I only do water changes every 3-6 months. If you set your tank up right and the plants grow well, you can do water changes much less frequently.


----------



## 666power (May 5, 2005)

thanks for the tips, how do i access this foler you put up on ordinary soils?


----------



## imported_shalu (Feb 13, 2004)

I have a 55 gallon low tech, though not "el natural". I used play sand and added a bit schultz aquatic planting soil when I ran out of play sand.
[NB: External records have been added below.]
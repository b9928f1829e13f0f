use async_graphql_parser::types as ast;
use std::fmt;

/// A reference to a type from a field, argument or input field, with its list and non-null
/// wrappers.
#[derive(Clone, Debug, PartialEq, Eq, Hash)]
pub enum TypeReference {
    /// `Name` or `Name!`
    Named {
        /// The referenced type.
        name: String,
        /// Whether the `!` modifier is present.
        non_null: bool,
    },
    /// `[Inner]` or `[Inner]!`
    List {
        /// The element type.
        of: Box<TypeReference>,
        /// Whether the `!` modifier is present.
        non_null: bool,
    },
}

impl TypeReference {
    /// A nullable reference to `name`.
    pub fn named(name: impl Into<String>) -> Self {
        TypeReference::Named {
            name: name.into(),
            non_null: false,
        }
    }

    /// A nullable list of `of`.
    pub fn list(of: TypeReference) -> Self {
        TypeReference::List {
            of: Box::new(of),
            non_null: false,
        }
    }

    /// The same reference with the `!` modifier.
    #[must_use]
    pub fn non_null(mut self) -> Self {
        match &mut self {
            TypeReference::Named { non_null, .. } | TypeReference::List { non_null, .. } => *non_null = true,
        }
        self
    }

    /// Whether the outermost wrapper forbids null.
    pub fn is_non_null(&self) -> bool {
        match self {
            TypeReference::Named { non_null, .. } | TypeReference::List { non_null, .. } => *non_null,
        }
    }

    /// The name of the innermost type.
    pub fn inner_name(&self) -> &str {
        match self {
            TypeReference::Named { name, .. } => name,
            TypeReference::List { of, .. } => of.inner_name(),
        }
    }
}

impl fmt::Display for TypeReference {
    fn fmt(&self, f: &mut fmt::Formatter<'_>) -> fmt::Result {
        let non_null = match self {
            TypeReference::Named { name, non_null } => {
                f.write_str(name)?;
                non_null
            }
            TypeReference::List { of, non_null } => {
                write!(f, "[{of}]")?;
                non_null
            }
        };

        if *non_null {
            f.write_str("!")?;
        }

        Ok(())
    }
}

impl From<&ast::Type> for TypeReference {
    fn from(ty: &ast::Type) -> Self {
        match &ty.base {
            ast::BaseType::Named(name) => TypeReference::Named {
                name: name.to_string(),
                non_null: !ty.nullable,
            },
            ast::BaseType::List(inner) => TypeReference::List {
                of: Box::new(TypeReference::from(inner.as_ref())),
                non_null: !ty.nullable,
            },
        }
    }
}

/// Where a type reference appears. Nullability changes are judged in opposite directions for
/// data the clients send and data the server returns.
#[derive(Clone, Copy, Debug, PartialEq, Eq)]
pub enum Position {
    /// Arguments, input object fields and directive arguments.
    Input,
    /// Object and interface fields.
    Output,
}

/// Two references are equal when their canonical renderings are. Absent references are only equal
/// to each other.
pub fn type_equals(source: Option<&TypeReference>, target: Option<&TypeReference>) -> bool {
    match (source, target) {
        (None, None) => true,
        (Some(source), Some(target)) => source == target,
        _ => false,
    }
}

/// Whether replacing `source` with `target` at the given position breaks existing clients.
///
/// Wrappers are compared from the outside in:
///
/// - a named type must stay a named type with the same name, and its nullability must not change
///   in the direction the position forbids: an input position must not become non-null, an output
///   position must not become nullable,
/// - a list must stay a list, and only its element type is compared, recursively.
pub fn is_breaking_change(source: Option<&TypeReference>, target: Option<&TypeReference>, position: Position) -> bool {
    match (source, target) {
        (None, None) => false,
        (Some(source), Some(target)) => breaks(source, target, position),
        _ => true,
    }
}

fn breaks(source: &TypeReference, target: &TypeReference, position: Position) -> bool {
    match (source, target) {
        (
            TypeReference::Named {
                name: source_name,
                non_null: source_non_null,
            },
            TypeReference::Named {
                name: target_name,
                non_null: target_non_null,
            },
        ) => source_name != target_name || nullability_breaks(*source_non_null, *target_non_null, position),
        // The list's own non-null flag is not judged, only its elements.
        (TypeReference::List { of: source_of, .. }, TypeReference::List { of: target_of, .. }) => {
            breaks(source_of, target_of, position)
        }
        // Named to list, or list to named.
        _ => true,
    }
}

fn nullability_breaks(source_non_null: bool, target_non_null: bool, position: Position) -> bool {
    match (source_non_null, target_non_null) {
        // Clients now have to provide a value they could omit before.
        (false, true) => position == Position::Input,
        // Clients may now receive null where they could not before.
        (true, false) => position == Position::Output,
        _ => false,
    }
}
No CO2. No water change for months now. But I do dose some KNO3, K2SO4, KH2PO4, CMS+B weekly. No algae. Spent total of $18 upgrading the lighting: replace the ballast with a 4x ballast to do ODNO, a single 40W T12 bulb, cheapest from Home Depot, $2.

On the other hand, I spent probably $5K on my high tech planted discus tank so far. Different tanks bring different kind of enjoyment.


----------



## dwalstad (Apr 14, 2006)

> Originally posted by 666power:
> thanks for the tips, how do i access this foler you put up on ordinary soils?


Advice on Using Soils

You can also find it by scrolling down through recent folders in the El Naturale Forum. The last posting was June 1, 2005.


----------



## 666power (May 5, 2005)

ok i drained the tank, put dirt in the bottom, some new rocks in, a piece of drift wood, and a lot of new plants, i took the CO2 out, and then put the fish back in, all are still alive and seam fine, ill post a pic soon


----------



## dwalstad (Apr 14, 2006)

Sounds like you've made some headway.

We look forward to seeing photos of the tank.

Good luck!


----------